Business opportunities can be squandered if basic business protocols are not met. At the beginning, it is very important to focus on building trust and getting to know the counterpart. When meeting for the first time, business cards should be exchanged. The business will be discussed in the following meetings.
Background: The first meeting should not discuss business and should only be seen as an opportunity to get to know the counterpart and cultivate a good working relationship. Placing hands together and bowing is the most suitable form of introduction.
Businesses may find it difficult to communicate with the Vietnamese locals as many do not speak English. Maintaining productivity and efficiency may, therefore, be difficult.
Background: Vietnamese remains the dominant language as it´s spoken by 86% of the population. Due to emigration, Vietnamese speakers are found in many parts of the world, including East and Southeast Asia, North America, Australia and Western Europe. Vietnamese is a minority language in the Czech Republic.
If conducting meetings in Vietnam, even as a host, it is important to be patient for the guests to finish the meeting.
Background: In Vietnam, guests are the ones to dictate the tempo of the meetings.
In Vietnam, it is common to give presents in business meetings. Not exchanging gifts, however, should not traditionally hurt the business relationship.
Background: The gifts for business meetings can be small and need not to be expensive. A possible item could be a pen or stationary with a company logo or a common item from your country.
An investment license requires the approval of at least a dozen local institutions, hence increasing the occurrence of red-tape. Strong measures from the government and local level must be taken to combat corruption that is seeping in the business institutions. Foreign businesses might find it challenging to operate in Vietnam due to this concurrent problem.
Background: According to the Business Anti-Corruption Portal, Vietnam is characterised by corruption, a weak legal infrastructure, financial unpredictability and conflicting and negative bureaucratic decision-making. Surveys reveal that petty corruption has decreased significantly throughout the country, while high-level corruption has increased. This has slowed the development of Vietnamese enterprises.
Along with local policies, businesses must also be aware of macro-level policies. Vietnamese government can be biased towards protecting their domestic firms in terms of price subsidies, taxation policies, etc. This can discourage foreign companies from coming to Vietnam.
Background: Since the introduction of Doi Moi – or ‘renovation’ policy – in the 1980s, which began the transition from the country’s socialist economy to a market economy, Vietnam has experienced many significant changes, including a rise in the standard of living. These factors have in turn inspired a flurry of foreign businesses looking to start operations or expand in the country.

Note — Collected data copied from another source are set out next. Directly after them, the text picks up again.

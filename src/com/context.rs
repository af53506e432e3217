use super::*;

/// A contiguous run of context models; `ctx(inc)` maps a derived increment to
/// the absolute context id consumed by the arithmetic coder.
#[derive(Debug, Default, PartialEq, Eq, Clone, Copy)]
pub struct CtxSet {
    pub offset: u16,
    pub size: u16,
}

impl CtxSet {
    #[inline]
    pub fn ctx(self, inc: u32) -> u32 {
        debug_assert!(
            inc < self.size as u32,
            "context increment {} out of set of {}",
            inc,
            self.size
        );
        self.offset as u32 + inc
    }
}

struct CtxStore {
    next: u16,
}

impl CtxStore {
    fn add(&mut self, size: u16) -> CtxSet {
        let set = CtxSet {
            offset: self.next,
            size,
        };
        self.next += size;
        set
    }

    fn add_n<A: Default + AsMut<[CtxSet]>>(&mut self, sizes: &[u16]) -> A {
        let mut sets = A::default();
        for (set, &size) in sets.as_mut().iter_mut().zip(sizes.iter()) {
            *set = self.add(size);
        }
        sets
    }
}

/// Layout of every context set used by the derived context indices.
#[derive(Debug, Default, Clone)]
pub struct Ctx {
    /* partitioning */
    pub split_flag: CtxSet,
    pub split_qt_flag: CtxSet,
    pub split_hv_flag: CtxSet,
    pub split12_flag: CtxSet,

    /* coding unit */
    pub skip_flag: CtxSet,
    pub pred_mode: CtxSet,
    pub ibc_flag: CtxSet,
    pub mip_flag: CtxSet,

    /* merge */
    pub merge_flag: CtxSet,
    pub regular_merge_flag: CtxSet,
    pub merge_idx: CtxSet,
    pub mmvd_flag: CtxSet,
    pub mmvd_merge_idx: CtxSet,
    pub mmvd_step_mvp_idx: CtxSet,

    /* inter */
    pub inter_dir: CtxSet,
    pub affine_flag: CtxSet,
    pub affine_type: CtxSet,
    pub imv_flag: CtxSet,
    pub triangle_flag: CtxSet,
    pub gbi_idx: CtxSet,
    pub mvd: CtxSet,

    /* coded block flags */
    pub qt_root_cbf: CtxSet,
    pub qt_cbf: [CtxSet; 3],

    /* residual, indexed by channel type */
    pub sig_coeff_group: [CtxSet; MAX_NUM_CHANNEL_TYPE],
    /* (state set) * 2 + channel type */
    pub sig_flag: [CtxSet; 3 * MAX_NUM_CHANNEL_TYPE],
    pub par_flag: [CtxSet; MAX_NUM_CHANNEL_TYPE],
    /* (gt2 ? 0 : 2) + channel type */
    pub gtx_flag: [CtxSet; 2 * MAX_NUM_CHANNEL_TYPE],
    pub last_x: [CtxSet; MAX_NUM_CHANNEL_TYPE],
    pub last_y: [CtxSet; MAX_NUM_CHANNEL_TYPE],

    /* transform skip residual */
    pub ts_sig_coeff_group: CtxSet,
    pub ts_sig_flag: CtxSet,
    pub ts_par_flag: CtxSet,
    pub ts_gtx_flag: CtxSet,

    pub num_ctx: u32,
}

impl Ctx {
    fn new() -> Self {
        let mut s = CtxStore { next: 0 };
        let mut ctx = Ctx {
            split_flag: s.add(9),
            split_qt_flag: s.add(6),
            split_hv_flag: s.add(5),
            split12_flag: s.add(4),

            skip_flag: s.add(3),
            pred_mode: s.add(2),
            ibc_flag: s.add(3),
            mip_flag: s.add(4),

            merge_flag: s.add(1),
            regular_merge_flag: s.add(2),
            merge_idx: s.add(1),
            mmvd_flag: s.add(1),
            mmvd_merge_idx: s.add(1),
            mmvd_step_mvp_idx: s.add(1),

            inter_dir: s.add(6),
            affine_flag: s.add(3),
            affine_type: s.add(1),
            imv_flag: s.add(3),
            triangle_flag: s.add(3),
            gbi_idx: s.add(1),
            mvd: s.add(2),

            qt_root_cbf: s.add(1),
            qt_cbf: s.add_n(&[4, 5, 2]),

            sig_coeff_group: s.add_n(&[2, 2]),
            sig_flag: s.add_n(&[12, 8, 12, 8, 12, 8]),
            par_flag: s.add_n(&[21, 11]),
            gtx_flag: s.add_n(&[21, 11, 21, 11]),
            last_x: s.add_n(&[20, 3]),
            last_y: s.add_n(&[20, 3]),

            ts_sig_coeff_group: s.add(3),
            ts_sig_flag: s.add(3),
            ts_par_flag: s.add(1),
            ts_gtx_flag: s.add(4),

            num_ctx: 0,
        };
        ctx.num_ctx = s.next as u32;
        ctx
    }
}

lazy_static! {
    pub static ref CTX: Ctx = Ctx::new();
}

#[cfg(test)]
mod test {
    use super::*;

    #[test]
    fn sets_are_disjoint_and_dense() {
        let ctx = &*CTX;
        let mut sets = vec![
            ctx.split_flag,
            ctx.split_qt_flag,
            ctx.split_hv_flag,
            ctx.split12_flag,
            ctx.skip_flag,
            ctx.pred_mode,
            ctx.ibc_flag,
            ctx.mip_flag,
            ctx.merge_flag,
            ctx.regular_merge_flag,
            ctx.merge_idx,
            ctx.mmvd_flag,
            ctx.mmvd_merge_idx,
            ctx.mmvd_step_mvp_idx,
            ctx.inter_dir,
            ctx.affine_flag,
            ctx.affine_type,
            ctx.imv_flag,
            ctx.triangle_flag,
            ctx.gbi_idx,
            ctx.mvd,
            ctx.qt_root_cbf,
            ctx.ts_sig_coeff_group,
            ctx.ts_sig_flag,
            ctx.ts_par_flag,
            ctx.ts_gtx_flag,
        ];
        sets.extend_from_slice(&ctx.qt_cbf);
        sets.extend_from_slice(&ctx.sig_coeff_group);
        sets.extend_from_slice(&ctx.sig_flag);
        sets.extend_from_slice(&ctx.par_flag);
        sets.extend_from_slice(&ctx.gtx_flag);
        sets.extend_from_slice(&ctx.last_x);
        sets.extend_from_slice(&ctx.last_y);

        sets.sort_by_key(|s| s.offset);
        let mut next = 0;
        for s in sets {
            assert_eq!(s.offset, next);
            assert!(s.size > 0);
            next += s.size;
        }
        assert_eq!(next as u32, ctx.num_ctx);
    }

    #[test]
    fn ctx_adds_offset() {
        let set = CtxSet { offset: 10, size: 3 };
        assert_eq!(set.ctx(0), 10);
        assert_eq!(set.ctx(2), 12);
    }
}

It is recommended to have business ideas translated to avoid communication pitfalls. One party can easily misinterpret and come to terms of agreement without having a holistic understanding. But translators also need to make sure that they understand and convey ideas properly.
Background: As most of the Vietnamese people do not speak English, it is imperative that there are translators while signing business deals. Translators enhance communication by conveying information accurately from one language to another, thus removing any potential misunderstanding.
According to experts, countries around the world, especially those in Northeast Asia, are very interested in Vietnam's ICT sector and see it as a driving force for innovation in the region.
Background: KPMG conducted a survey of more than 300,000 CIOs (IT directors) in 108 countries on trends in technology investment and digital transformation of businesses. In particular, Vietnam is ranked 2nd in 108 countries globally for commitments to make investments in IT and ranks 3rd for commitments to bring automation into business and production. Although in the past 5 years, the investment level of enterprises in IT in Vietnam is still quite low (at 2%) compared to ASEAN (about 5%) but it is increasing every year. Manufacturers are gradually transitioning to automation. Notably, in 2019, businesses in Vietnam were paying great attention to investing in robots for automation production.
The wave of technology investment and digital transformation is opening up a breakthrough opportunity for Vietnam's information technology industry to transform itself from outsourcing to innovation. Numerous necessary and sufficient factors have converged for Vietnam to become the leading "Innovation Hub" in Southeast Asia.
Background: The Government of Vietnam and Ho Chi Minh City (HCMC) are also implementing construction projects to build smart cities across the country, promote creative start-up programs and projects to build HCMC into a regional and international financial centre. This is a great advantage for Vietnam, especially for businesses that want to deploy products based on new technology. It is a golden opportunity for Vietnam's IT industry to break through and become the ‘leading innovation centre’ in Southeast Asia.
Vietnam´s economic growth in the past few decades has been transformational. Whilst proper developmental policies and frameworks can further slim the poverty rates, business production right now is better off due to the lower poverty rate and higher employment rate.
Background: By 2011, the poverty rate had dropped to 12%. Vietnam’s education system and educational efforts have also been largely successful. The education systems success is demonstrated by a 98% literacy rate in Vietnam.